[Provided material — start]

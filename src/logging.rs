//! Logging configuration for the adapters.
//!
//! stdout carries the response document, so diagnostics always go to stderr.

use tracing_subscriber::EnvFilter;

/// Filter used when `RUST_LOG` is unset or invalid.
pub const DEFAULT_FILTER: &str = "warn";

/// Builds the filter from `RUST_LOG`, falling back to [`DEFAULT_FILTER`].
pub fn env_filter() -> EnvFilter {
    EnvFilter::try_from_default_env().unwrap_or_else(|_| EnvFilter::new(DEFAULT_FILTER))
}

/// Initializes logging to stderr.
///
/// Safe to call more than once; later calls are ignored.
pub fn init_stderr_logging() {
    let _ = tracing_subscriber::fmt()
        .with_env_filter(env_filter())
        .with_writer(std::io::stderr)
        .with_ansi(false)
        .with_target(false)
        .try_init();
}
//! Plugin host for the render adapter.
//!
//! Turns the request's `plugin_paths` into a [`PluginSet`] before rendering.
//! Entries are template macro modules, directories of them, or native
//! `builtin:<name>` plugins. Loading problems are warnings; they never abort
//! the render.

mod builtin;
mod module;

pub use builtin::BUILTIN_PLUGINS;
pub use module::PluginModule;

use crate::template::PluginSet;
use std::path::{Path, PathBuf};
use thiserror::Error;
use tracing::{debug, warn};

/// Prefix selecting a native plugin.
pub const BUILTIN_PREFIX: &str = "builtin:";

/// File extensions recognised as template macro modules.
pub const MODULE_EXTENSIONS: &[&str] = &["j2", "jinja", "jinja2"];

/// Stem of a directory's package initializer, which is never loaded.
const PACKAGE_INIT_STEM: &str = "__init__";

/// Reasons a single plugin module could not be loaded.
#[derive(Error, Debug)]
pub enum PluginLoadError {
    #[error("failed to read module: {0}")]
    Io(#[from] std::io::Error),

    #[error("failed to evaluate module: {0}")]
    Template(#[from] minijinja::Error),
}

/// Resolves plugin entries and loads them into a [`PluginSet`].
#[derive(Debug, Clone)]
pub struct PluginHost {
    base_dir: PathBuf,
}

impl PluginHost {
    /// Creates a host resolving relative entries against `base_dir`.
    pub fn new(base_dir: impl Into<PathBuf>) -> Self {
        Self {
            base_dir: base_dir.into(),
        }
    }

    /// Directory relative entries are resolved against.
    pub fn base_dir(&self) -> &Path {
        &self.base_dir
    }

    /// Resolves `entry` to a filesystem path.
    pub fn resolve(&self, entry: &str) -> PathBuf {
        let path = Path::new(entry);
        if path.is_absolute() {
            path.to_path_buf()
        } else {
            self.base_dir.join(path)
        }
    }

    /// Loads every entry in order. Later plugins replace symbols of earlier ones.
    pub fn load(&self, entries: &[String]) -> PluginSet {
        let mut plugins = PluginSet::new();
        for entry in entries {
            self.load_entry(entry, &mut plugins);
        }
        debug!(
            "Loaded {} plugins providing {} symbols",
            plugins.loaded_plugins().len(),
            plugins.symbols().len()
        );
        plugins
    }

    fn load_entry(&self, entry: &str, plugins: &mut PluginSet) {
        if let Some(name) = entry.strip_prefix(BUILTIN_PREFIX) {
            match builtin::lookup(name) {
                Some(symbols) => {
                    plugins.register_plugin(entry, symbols);
                }
                None => warn!("Unknown builtin plugin '{name}', skipping"),
            }
            return;
        }

        let path = self.resolve(entry);
        if path.is_dir() {
            match module_files(&path) {
                Ok(files) => {
                    for file in files {
                        load_module(&file, plugins);
                    }
                }
                Err(e) => warn!("Failed to list plugin directory {}: {e}", path.display()),
            }
        } else if path.is_file() {
            load_module(&path, plugins);
        } else {
            warn!("Plugin path not found: {}", path.display());
        }
    }
}

impl Default for PluginHost {
    fn default() -> Self {
        Self::new(".")
    }
}

fn load_module(path: &Path, plugins: &mut PluginSet) {
    match PluginModule::load(path) {
        Ok(module) => {
            let (name, symbols) = module.into_parts();
            let registered = plugins.register_plugin(name, symbols);
            debug!("Loaded {} symbols from {}", registered, path.display());
        }
        Err(e) => warn!("Failed to load plugin {}: {e}", path.display()),
    }
}

/// Returns true if `path` names a loadable template module.
fn is_module_file(path: &Path) -> bool {
    let has_module_extension = path
        .extension()
        .and_then(|ext| ext.to_str())
        .is_some_and(|ext| MODULE_EXTENSIONS.contains(&ext));
    let is_package_init = path
        .file_stem()
        .and_then(|stem| stem.to_str())
        .is_some_and(|stem| stem == PACKAGE_INIT_STEM);
    has_module_extension && !is_package_init && path.is_file()
}

/// Top-level module files of `dir`, in file-name order.
fn module_files(dir: &Path) -> std::io::Result<Vec<PathBuf>> {
    let mut files = Vec::new();
    for entry in std::fs::read_dir(dir)? {
        let path = entry?.path();
        if is_module_file(&path) {
            files.push(path);
        }
    }
    files.sort();
    Ok(files)
}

[Provided material — finish]

## [Problem to solve]
All of the data, start to finish: please output it exactly.

## [Task response]
filename src/logging.rs
//! Logging configuration for the adapters.
//!
//! stdout carries the response document, so diagnostics always go to stderr.

use tracing_subscriber::EnvFilter;

/// Filter used when `RUST_LOG` is unset or invalid.
pub const DEFAULT_FILTER: &str = "warn";

/// Builds the filter from `RUST_LOG`, falling back to [`DEFAULT_FILTER`].
pub fn env_filter() -> EnvFilter {
    EnvFilter::try_from_default_env().unwrap_or_else(|_| EnvFilter::new(DEFAULT_FILTER))
}

/// Initializes logging to stderr.
///
/// Safe to call more than once; later calls are ignored.
pub fn init_stderr_logging() {
    let _ = tracing_subscriber::fmt()
        .with_env_filter(env_filter())
        .with_writer(std::io::stderr)
        .with_ansi(false)
        .with_target(false)
        .try_init();
}
//! Plugin host for the render adapter.
//!
//! Turns the request's `plugin_paths` into a [`PluginSet`] before rendering.
//! Entries are template macro modules, directories of them, or native
//! `builtin:<name>` plugins. Loading problems are warnings; they never abort
//! the render.

mod builtin;
mod module;

pub use builtin::BUILTIN_PLUGINS;
pub use module::PluginModule;

use crate::template::PluginSet;
use std::path::{Path, PathBuf};
use thiserror::Error;
use tracing::{debug, warn};

/// Prefix selecting a native plugin.
pub const BUILTIN_PREFIX: &str = "builtin:";

/// File extensions recognised as template macro modules.
pub const MODULE_EXTENSIONS: &[&str] = &["j2", "jinja", "jinja2"];

/// Stem of a directory's package initializer, which is never loaded.
const PACKAGE_INIT_STEM: &str = "__init__";

/// Reasons a single plugin module could not be loaded.
#[derive(Error, Debug)]
pub enum PluginLoadError {
    #[error("failed to read module: {0}")]
    Io(#[from] std::io::Error),

    #[error("failed to evaluate module: {0}")]
    Template(#[from] minijinja::Error),
}

/// Resolves plugin entries and loads them into a [`PluginSet`].
#[derive(Debug, Clone)]
pub struct PluginHost {
    base_dir: PathBuf,
}

impl PluginHost {
    /// Creates a host resolving relative entries against `base_dir`.
    pub fn new(base_dir: impl Into<PathBuf>) -> Self {
        Self {
            base_dir: base_dir.into(),
        }
    }

    /// Directory relative entries are resolved against.
    pub fn base_dir(&self) -> &Path {
        &self.base_dir
    }

    /// Resolves `entry` to a filesystem path.
    pub fn resolve(&self, entry: &str) -> PathBuf {
        let path = Path::new(entry);
        if path.is_absolute() {
            path.to_path_buf()
        } else {
            self.base_dir.join(path)
        }
    }

    /// Loads every entry in order. Later plugins replace symbols of earlier ones.
    pub fn load(&self, entries: &[String]) -> PluginSet {
        let mut plugins = PluginSet::new();
        for entry in entries {
            self.load_entry(entry, &mut plugins);
        }
        debug!(
            "Loaded {} plugins providing {} symbols",
            plugins.loaded_plugins().len(),
            plugins.symbols().len()
        );
        plugins
    }

    fn load_entry(&self, entry: &str, plugins: &mut PluginSet) {
        if let Some(name) = entry.strip_prefix(BUILTIN_PREFIX) {
            match builtin::lookup(name) {
                Some(symbols) => {
                    plugins.register_plugin(entry, symbols);
                }
                None => warn!("Unknown builtin plugin '{name}', skipping"),
            }
            return;
        }

        let path = self.resolve(entry);
        if path.is_dir() {
            match module_files(&path) {
                Ok(files) => {
                    for file in files {
                        load_module(&file, plugins);
                    }
                }
                Err(e) => warn!("Failed to list plugin directory {}: {e}", path.display()),
            }
        } else if path.is_file() {
            load_module(&path, plugins);
        } else {
            warn!("Plugin path not found: {}", path.display());
        }
    }
}

impl Default for PluginHost {
    fn default() -> Self {
        Self::new(".")
    }
}

fn load_module(path: &Path, plugins: &mut PluginSet) {
    match PluginModule::load(path) {
        Ok(module) => {
            let (name, symbols) = module.into_parts();
            let registered = plugins.register_plugin(name, symbols);
            debug!("Loaded {} symbols from {}", registered, path.display());
        }
        Err(e) => warn!("Failed to load plugin {}: {e}", path.display()),
    }
}

/// Returns true if `path` names a loadable template module.
fn is_module_file(path: &Path) -> bool {
    let has_module_extension = path
        .extension()
        .and_then(|ext| ext.to_str())
        .is_some_and(|ext| MODULE_EXTENSIONS.contains(&ext));
    let is_package_init = path
        .file_stem()
        .and_then(|stem| stem.to_str())
        .is_some_and(|stem| stem == PACKAGE_INIT_STEM);
    has_module_extension && !is_package_init && path.is_file()
}

/// Top-level module files of `dir`, in file-name order.
fn module_files(dir: &Path) -> std::io::Result<Vec<PathBuf>> {
    let mut files = Vec::new();
    for entry in std::fs::read_dir(dir)? {
        let path = entry?.path();
        if is_module_file(&path) {
            files.push(path);
        }
    }
    files.sort();
    Ok(files)
}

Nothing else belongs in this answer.